Críticas ao tratamento desigual
Boulos sustentou que benefícios destinados ao setor empresarial, como isenções fiscais aprovadas pelo Congresso, entram em vigor sem postergações ou prazos de carência. Para o ministro, o mesmo celeridade deve ser aplicada aos direitos dos trabalhadores, questionando a exigência de longos cronogramas de adaptação que, segundo ele, apenas retardam a proteção social necessária para quem cumpre a atual jornada de 44 horas semanais.

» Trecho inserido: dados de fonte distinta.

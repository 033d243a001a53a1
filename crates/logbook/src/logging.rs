//! Logging setup for the `logbook` binary.
//!
//! Library code only emits `tracing` events; the subscriber is installed here
//! once at startup. Events from dependencies (`printpdf`, `reqwest`, ...)
//! stay silent unless `RUST_LOG` asks for them.

use tracing::Level;
use tracing_subscriber::{fmt, prelude::*, EnvFilter};

/// Crate whose events the default filter lets through.
const TARGET: &str = "logbook";

/// How much the exporter reports, from `-q` to `-vv`.
#[derive(Debug, Clone, Copy, PartialEq, Eq, Default)]
pub enum Verbosity {
    /// Errors only.
    Quiet,
    /// Progress of the export (rows read, pages written).
    #[default]
    Normal,
    /// Per-row decisions such as skipped rows and missing airports.
    Verbose,
    /// Everything.
    Trace,
}

impl Verbosity {
    /// Most detailed level shown at this verbosity.
    #[must_use]
    pub fn to_level_filter(&self) -> Level {
        match self {
            Self::Quiet => Level::ERROR,
            Self::Normal => Level::INFO,
            Self::Verbose => Level::DEBUG,
            Self::Trace => Level::TRACE,
        }
    }
}

/// Filter directive used when `RUST_LOG` is unset, e.g. `logbook=INFO`.
fn default_filter(verbosity: Verbosity) -> String {
    format!("{TARGET}={}", verbosity.to_level_filter())
}

/// `RUST_LOG` when it parses, otherwise the verbosity default.
fn env_filter(rust_log: Option<&str>, verbosity: Verbosity) -> EnvFilter {
    rust_log
        .and_then(|directives| EnvFilter::try_new(directives).ok())
        .unwrap_or_else(|| EnvFilter::new(default_filter(verbosity)))
}

/// Install the console subscriber.
///
/// `RUST_LOG` takes precedence over `verbosity`. A second call is a no-op.
///
/// # Examples
///
/// ```no_run
/// use logbook::{init_logging, logging::Verbosity};
///
/// init_logging(Verbosity::Verbose);
/// ```
pub fn init_logging(verbosity: Verbosity) {
    let rust_log = std::env::var(EnvFilter::DEFAULT_ENV).ok();

    let subscriber = tracing_subscriber::registry()
        .with(env_filter(rust_log.as_deref(), verbosity))
        .with(
            fmt::layer()
                .with_target(true)
                .with_file(false)
                .with_line_number(false),
        );

    let _ = subscriber.try_init();
}

/// Route warnings from code under test through the test writer.
#[cfg(test)]
pub fn init_test_logging() {
    let _ = tracing_subscriber::fmt()
        .with_env_filter("warn")
        .with_test_writer()
        .try_init();
}
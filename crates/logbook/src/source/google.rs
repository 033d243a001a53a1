//! Google Sheets v4 reader.

use std::time::Duration;

use reqwest::Url;
use serde::Deserialize;
use serde_json::Value;
use tracing::debug;

use super::{finish_rows, SourceReader, LAST_COLUMN};
use crate::error::{Error, Result};
use crate::record::{column, Cell, SourceRow};

const API_BASE: &str = "https://sheets.googleapis.com/v4/spreadsheets/";
const REQUEST_TIMEOUT: Duration = Duration::from_secs(30);

/// Reads a sheet through the public values endpoint with an API key.
#[derive(Debug, Clone)]
pub struct GoogleSheetsSource {
    api_key: String,
    spreadsheet_id: String,
    sheet: String,
    start_row: u32,
}

/// Body of a `spreadsheets.values.get` response.
#[derive(Debug, Deserialize)]
struct ValueRange {
    #[serde(default)]
    values: Vec<Vec<Value>>,
}

impl GoogleSheetsSource {
    /// Create a reader for `sheet` of `spreadsheet_id`.
    #[must_use]
    pub fn new(api_key: String, spreadsheet_id: String, sheet: String, start_row: u32) -> Self {
        Self {
            api_key,
            spreadsheet_id,
            sheet,
            start_row,
        }
    }

    /// The A1 range requested, e.g. `Flights!A20:W`.
    #[must_use]
    pub fn range(&self) -> String {
        format!("{}!A{}:{LAST_COLUMN}", self.sheet, self.start_row)
    }

    /// Full request URL including the API key.
    ///
    /// # Errors
    ///
    /// Returns [`Error::SourceUnavailable`] if the URL cannot be built.
    pub fn values_url(&self) -> Result<Url> {
        let mut url = Url::parse(API_BASE)
            .map_err(|e| Error::source_unavailable(&self.spreadsheet_id, e.to_string()))?;
        url.path_segments_mut()
            .map_err(|()| Error::source_unavailable(&self.spreadsheet_id, "invalid base URL"))?
            .pop_if_empty()
            .push(&self.spreadsheet_id)
            .push("values")
            .push(&self.range());
        url.query_pairs_mut().append_pair("key", &self.api_key);
        Ok(url)
    }

    fn fetch(&self) -> Result<ValueRange> {
        let url = self.values_url()?;
        debug!(spreadsheet = %self.spreadsheet_id, range = %self.range(), "requesting sheet values");

        let client = reqwest::blocking::Client::builder()
            .timeout(REQUEST_TIMEOUT)
            .build()
            .map_err(|e| Error::source_unavailable(&self.spreadsheet_id, e.to_string()))?;

        client
            .get(url)
            .send()
            .and_then(reqwest::blocking::Response::error_for_status)
            .and_then(reqwest::blocking::Response::json::<ValueRange>)
            .map_err(|e| {
                // reqwest errors carry the URL, which includes the key.
                Error::source_unavailable(&self.spreadsheet_id, e.without_url().to_string())
            })
    }
}

impl SourceReader for GoogleSheetsSource {
    fn describe(&self) -> String {
        format!("spreadsheet {} [{}]", self.spreadsheet_id, self.range())
    }

    fn fetch_rows(&self) -> Result<Vec<SourceRow>> {
        let body = self.fetch()?;
        finish_rows(&self.spreadsheet_id, rows_from_values(body, self.start_row))
    }
}

/// Number each returned row from `start_row`.
///
/// The API omits trailing empty cells, so rows are padded to columns `A` to
/// `W` like the workbook reader delivers them.
fn rows_from_values(body: ValueRange, start_row: u32) -> Vec<SourceRow> {
    let first = start_row as usize;
    body.values
        .into_iter()
        .enumerate()
        .map(|(i, values)| {
            let mut cells: Vec<Cell> = values.into_iter().map(to_cell).collect();
            if cells.len() < column::COUNT {
                cells.resize(column::COUNT, Cell::Empty);
            }
            SourceRow::new(first + i, cells)
        })
        .collect()
}

/// Formatted values arrive as strings; other JSON types are kept for sheets
/// requested with unformatted values.
fn to_cell(value: Value) -> Cell {
    match value {
        Value::Null => Cell::Empty,
        Value::String(s) => Cell::text(s),
        Value::Bool(b) => Cell::Bool(b),
        Value::Number(n) => n.as_f64().map_or(Cell::Empty, Cell::Number),
        other => Cell::text(other.to_string()),
    }
}
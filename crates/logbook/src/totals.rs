//! Running totals printed in the logbook footer.

use std::ops::{Add, AddAssign};

use serde::{Deserialize, Serialize};

use crate::record::{FlightRecord, Landings, Times};
use crate::time::Duration;

/// Sum of the numeric columns of any number of flight records.
///
/// Folding is exact integer arithmetic, so the result does not depend on the
/// order the records are folded in. Every column saturates instead of
/// overflowing.
#[derive(Debug, Clone, Copy, Default, PartialEq, Eq, Serialize, Deserialize)]
pub struct TotalsRecord {
    /// Summed flight time columns.
    pub times: Times,
    /// Summed landings.
    pub landings: Landings,
    /// Summed simulator time.
    pub sim_time: Duration,
}

impl TotalsRecord {
    /// Totals with every column at zero.
    #[must_use]
    pub fn zero() -> Self {
        Self::default()
    }

    /// Add one record's columns.
    #[must_use]
    pub fn fold(self, record: &FlightRecord) -> Self {
        self + Self::of(record)
    }

    /// Totals of a single record.
    #[must_use]
    pub fn of(record: &FlightRecord) -> Self {
        Self {
            times: record.times,
            landings: record.landings,
            sim_time: record.sim.time,
        }
    }

    /// Fold an iterator of records.
    pub fn from_records<'a, I>(records: I) -> Self
    where
        I: IntoIterator<Item = &'a FlightRecord>,
    {
        records.into_iter().fold(Self::zero(), Self::fold)
    }
}

impl Add for Times {
    type Output = Self;

    fn add(self, rhs: Self) -> Self::Output {
        Self {
            single_pilot: self.single_pilot + rhs.single_pilot,
            multi_pilot: self.multi_pilot + rhs.multi_pilot,
            multi_crew: self.multi_crew + rhs.multi_crew,
            night: self.night + rhs.night,
            instrument: self.instrument + rhs.instrument,
            pic: self.pic + rhs.pic,
            copilot: self.copilot + rhs.copilot,
            dual: self.dual + rhs.dual,
            instructor: self.instructor + rhs.instructor,
            total: self.total + rhs.total,
        }
    }
}

impl Add for Landings {
    type Output = Self;

    fn add(self, rhs: Self) -> Self::Output {
        Self {
            day: self.day.saturating_add(rhs.day),
            night: self.night.saturating_add(rhs.night),
        }
    }
}

impl Add for TotalsRecord {
    type Output = Self;

    fn add(self, rhs: Self) -> Self::Output {
        Self {
            times: self.times + rhs.times,
            landings: self.landings + rhs.landings,
            sim_time: self.sim_time + rhs.sim_time,
        }
    }
}

impl AddAssign for TotalsRecord {
    fn add_assign(&mut self, rhs: Self) {
        *self = *self + rhs;
    }
}
//! Error types for logbook.
//!
//! This module defines all error types used throughout the logbook crate,
//! providing detailed context for debugging and user-friendly error messages.

use std::path::PathBuf;
use thiserror::Error;

/// The main error type for logbook operations.
#[derive(Error, Debug)]
pub enum Error {
    // === Configuration Errors ===
    /// Failed to load configuration.
    #[error("failed to load configuration: {0}")]
    ConfigLoad(Box<figment::Error>),

    /// A required configuration value is missing or out of range.
    #[error("invalid configuration: {message}")]
    ConfigInvalid {
        /// Description of the validation failure.
        message: String,
    },

    // === Source Errors ===
    /// The flight data source could not be read.
    #[error("cannot read {origin}: {message}")]
    SourceUnavailable {
        /// Workbook path or spreadsheet id.
        origin: String,
        /// Description of what went wrong.
        message: String,
    },

    /// The source returned no rows.
    #[error("no data found in {origin}")]
    SourceEmpty {
        /// Workbook path or spreadsheet id.
        origin: String,
    },

    /// A row does not have the expected shape.
    #[error(
        "malformed row {row}, column {}: expected {expected}, found {found}",
        column_name(*column)
    )]
    MalformedRow {
        /// 1-based sheet row number.
        row: usize,
        /// 0-based column index.
        column: usize,
        /// What the column should hold.
        expected: &'static str,
        /// What it held instead.
        found: String,
    },

    // === Airport Database Errors ===
    /// The airport database could not be loaded.
    #[error("failed to load airport database {path}: {message}")]
    AirportDb {
        /// Path to the database file.
        path: PathBuf,
        /// Description of what went wrong.
        message: String,
    },

    // === Output Errors ===
    /// A PDF or PNG could not be produced.
    #[error("render error: {0}")]
    Render(String),

    /// Failed to write an output file.
    #[error("failed to write {path}: {source}")]
    OutputWrite {
        /// Path that couldn't be written.
        path: PathBuf,
        /// The underlying error.
        #[source]
        source: std::io::Error,
    },

    // === I/O Errors ===
    /// File system operation failed.
    #[error("I/O error: {0}")]
    Io(#[from] std::io::Error),

    // === Serialization Errors ===
    /// JSON serialization/deserialization failed.
    #[error("JSON error: {0}")]
    Json(#[from] serde_json::Error),
}

/// A specialized Result type for logbook operations.
pub type Result<T> = std::result::Result<T, Error>;

impl From<figment::Error> for Error {
    fn from(err: figment::Error) -> Self {
        Self::ConfigLoad(Box::new(err))
    }
}

/// Spreadsheet column letter for a 0-based index (`0` is `A`, `26` is `AA`).
#[must_use]
pub fn column_name(column: usize) -> String {
    let mut n = column + 1;
    let mut name = Vec::new();
    while n > 0 {
        let rem = (n - 1) % 26;
        name.push(b'A' + u8::try_from(rem).unwrap_or(0));
        n = (n - 1) / 26;
    }
    name.reverse();
    String::from_utf8(name).unwrap_or_default()
}

impl Error {
    /// Create a configuration validation error.
    #[must_use]
    pub fn config_invalid(message: impl Into<String>) -> Self {
        Self::ConfigInvalid {
            message: message.into(),
        }
    }

    /// Create a source unavailable error.
    #[must_use]
    pub fn source_unavailable(origin: impl Into<String>, message: impl Into<String>) -> Self {
        Self::SourceUnavailable {
            origin: origin.into(),
            message: message.into(),
        }
    }

    /// Create a source empty error.
    #[must_use]
    pub fn source_empty(origin: impl Into<String>) -> Self {
        Self::SourceEmpty {
            origin: origin.into(),
        }
    }

    /// Create a malformed row error.
    #[must_use]
    pub fn malformed_row(
        row: usize,
        column: usize,
        expected: &'static str,
        found: impl Into<String>,
    ) -> Self {
        Self::MalformedRow {
            row,
            column,
            expected,
            found: found.into(),
        }
    }

    /// Create an airport database error.
    #[must_use]
    pub fn airport_db(path: impl Into<PathBuf>, message: impl Into<String>) -> Self {
        Self::AirportDb {
            path: path.into(),
            message: message.into(),
        }
    }

    /// Create a render error.
    #[must_use]
    pub fn render(message: impl Into<String>) -> Self {
        Self::Render(message.into())
    }

    /// Check if this error comes from loading or validating configuration.
    #[must_use]
    pub fn is_config_error(&self) -> bool {
        matches!(self, Self::ConfigLoad(_) | Self::ConfigInvalid { .. })
    }

    /// Check if this error comes from the flight data source.
    #[must_use]
    pub fn is_source_error(&self) -> bool {
        matches!(
            self,
            Self::SourceUnavailable { .. } | Self::SourceEmpty { .. } | Self::MalformedRow { .. }
        )
    }
}
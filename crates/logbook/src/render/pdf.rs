//! `printpdf` canvas.

use std::fmt;

use printpdf::path::{PaintMode, WindingOrder};
use printpdf::{
    Color, IndirectFontRef, Line, Mm, PdfDocument, PdfDocumentReference, PdfLayerReference,
    Point, Polygon, Rgb,
};
use tracing::warn;

use super::Canvas;
use crate::error::{Error, Result};
use crate::font::{self, Weight};
use crate::layout::{self, Align, DrawCell, MM_PER_PT};

/// Stroke width of cell borders, in points.
const BORDER_THICKNESS: f32 = 0.57;
/// Inset of left-aligned text from the cell edge, in mm.
const TEXT_INSET: f32 = 1.0;
/// Line spacing as a multiple of the font size.
const LINE_SPACING: f32 = 1.15;

/// A4 landscape PDF with the embedded DejaVu Sans Condensed faces.
pub struct PdfCanvas {
    doc: PdfDocumentReference,
    layer: Option<PdfLayerReference>,
    regular: IndirectFontRef,
    bold: IndirectFontRef,
    pages: usize,
}

impl fmt::Debug for PdfCanvas {
    fn fmt(&self, f: &mut fmt::Formatter<'_>) -> fmt::Result {
        f.debug_struct("PdfCanvas")
            .field("pages", &self.pages)
            .finish_non_exhaustive()
    }
}

fn grey(level: u8) -> Color {
    let v = f32::from(level) / 255.0;
    Color::Rgb(Rgb::new(v, v, v, None))
}

fn point(x: f32, y: f32) -> (Point, bool) {
    // Layout measures from the top edge; PDF from the bottom.
    (Point::new(Mm(x), Mm(layout::PAGE_HEIGHT - y)), false)
}

impl PdfCanvas {
    /// Create an empty document.
    ///
    /// # Errors
    ///
    /// Returns [`Error::Render`] if the embedded fonts cannot be registered.
    pub fn new(title: &str) -> Result<Self> {
        let doc = PdfDocument::empty(title);
        let regular = doc
            .add_external_font(Weight::Regular.data())
            .map_err(|e| Error::render(format!("regular font: {e}")))?;
        let bold = doc
            .add_external_font(Weight::Bold.data())
            .map_err(|e| Error::render(format!("bold font: {e}")))?;
        Ok(Self {
            doc,
            layer: None,
            regular,
            bold,
            pages: 0,
        })
    }

    /// Pages added so far.
    #[must_use]
    pub fn page_count(&self) -> usize {
        self.pages
    }

    fn fill_rect(layer: &PdfLayerReference, cell: &DrawCell, level: u8) {
        let ring = vec![
            point(cell.x, cell.y),
            point(cell.x + cell.width, cell.y),
            point(cell.x + cell.width, cell.y + cell.height),
            point(cell.x, cell.y + cell.height),
        ];
        layer.set_fill_color(grey(level));
        layer.add_polygon(Polygon {
            rings: vec![ring],
            mode: PaintMode::Fill,
            winding_order: WindingOrder::NonZero,
        });
    }

    fn stroke_border(layer: &PdfLayerReference, cell: &DrawCell) {
        let (x0, y0) = (cell.x, cell.y);
        let (x1, y1) = (cell.x + cell.width, cell.y + cell.height);
        layer.set_outline_color(grey(0));
        layer.set_outline_thickness(BORDER_THICKNESS);

        if cell.border.is_full() {
            layer.add_line(Line {
                points: vec![point(x0, y0), point(x1, y0), point(x1, y1), point(x0, y1)],
                is_closed: true,
            });
            return;
        }

        let edges = [
            (cell.border.left, (x0, y0), (x0, y1)),
            (cell.border.top, (x0, y0), (x1, y0)),
            (cell.border.right, (x1, y0), (x1, y1)),
            (cell.border.bottom, (x0, y1), (x1, y1)),
        ];
        for (_, from, to) in edges.into_iter().filter(|(on, _, _)| *on) {
            layer.add_line(Line {
                points: vec![point(from.0, from.1), point(to.0, to.1)],
                is_closed: false,
            });
        }
    }

    fn write_text(&self, layer: &PdfLayerReference, cell: &DrawCell) {
        let font_size = cell.font_size;
        let weight = cell.weight();
        let lines = layout::wrap_text(&cell.text, cell.width - TEXT_INSET, font_size, weight);
        if lines.is_empty() {
            return;
        }
        let missing = font::missing_glyphs(&cell.text, weight);
        if !missing.is_empty() {
            warn!(text = %cell.text, ?missing, "characters not covered by the font");
        }
        let font = match weight {
            Weight::Regular => &self.regular,
            Weight::Bold => &self.bold,
        };
        let line_height = font_size * MM_PER_PT * LINE_SPACING;
        #[allow(clippy::cast_precision_loss)]
        let block = line_height * lines.len() as f32;
        // Cap height sits about 0.72 em above the baseline.
        let ascent = font_size * MM_PER_PT * 0.72;
        let first_baseline = cell.y + (cell.height - block) / 2.0 + (line_height + ascent) / 2.0;

        layer.set_fill_color(grey(0));
        let mut baseline = first_baseline;
        for line in &lines {
            let x = match cell.align {
                Align::Left => cell.x + TEXT_INSET,
                Align::Center => {
                    let width = layout::text_width(line, font_size, weight);
                    cell.x + (cell.width - width).max(0.0) / 2.0
                }
            };
            layer.use_text(
                line.as_str(),
                font_size,
                Mm(x),
                Mm(layout::PAGE_HEIGHT - baseline),
                font,
            );
            baseline += line_height;
        }
    }
}

impl Canvas for PdfCanvas {
    fn add_page(&mut self) -> Result<()> {
        self.pages += 1;
        let (page, layer) = self.doc.add_page(
            Mm(layout::PAGE_WIDTH),
            Mm(layout::PAGE_HEIGHT),
            format!("Page {}", self.pages),
        );
        self.layer = Some(self.doc.get_page(page).get_layer(layer));
        Ok(())
    }

    fn draw_cell(&mut self, cell: &DrawCell) -> Result<()> {
        let layer = self
            .layer
            .clone()
            .ok_or_else(|| Error::render("cell drawn before the first page"))?;

        if let Some(shade) = cell.fill {
            Self::fill_rect(&layer, cell, shade.grey());
        }
        if cell.border != layout::Border::NONE {
            Self::stroke_border(&layer, cell);
        }
        if !cell.text.is_empty() {
            self.write_text(&layer, cell);
        }
        Ok(())
    }

    fn finish(self) -> Result<Vec<u8>> {
        if self.pages == 0 {
            return Err(Error::render("document has no pages"));
        }
        self.doc
            .save_to_bytes()
            .map_err(|e| Error::render(format!("PDF encoding failed: {e}")))
    }
}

Rejeição a compensações financeiras
O ministro também se posicionou contra qualquer proposta de compensação financeira aos empresários para cobrir eventuais custos da redução da jornada. Ele comparou a situação ao aumento do salário mínimo, que ocorre sem subsídios estatais às empresas. Boulos classificou a ideia de uma eventual bolsa patrão como despropositada, reforçando que o trabalhador não deveria financiar, por meio de impostos, a própria melhoria nas condições de descanso e saúde.
Dados sobre produtividade
Para embasar sua posição, o titular da Secretaria-Geral mencionou um levantamento conduzido pela Fundação Getulio Vargas em 2024. A pesquisa acompanhou 19 empresas brasileiras que adotaram jornadas reduzidas e concluiu que 72% delas registraram aumento no faturamento. Além do ganho financeiro, o estudo apontou que 60% dos funcionários demonstraram maior engajamento com suas funções diárias.
Atualmente, o tema é analisado por uma Comissão Especial da Câmara dos Deputados, que avalia as propostas para reformular a jornada de trabalho no país. A expectativa entre os parlamentares é que uma Proposta de Emenda à Constituição sobre o tema seja levada a votação em plenário ainda no decorrer deste mês.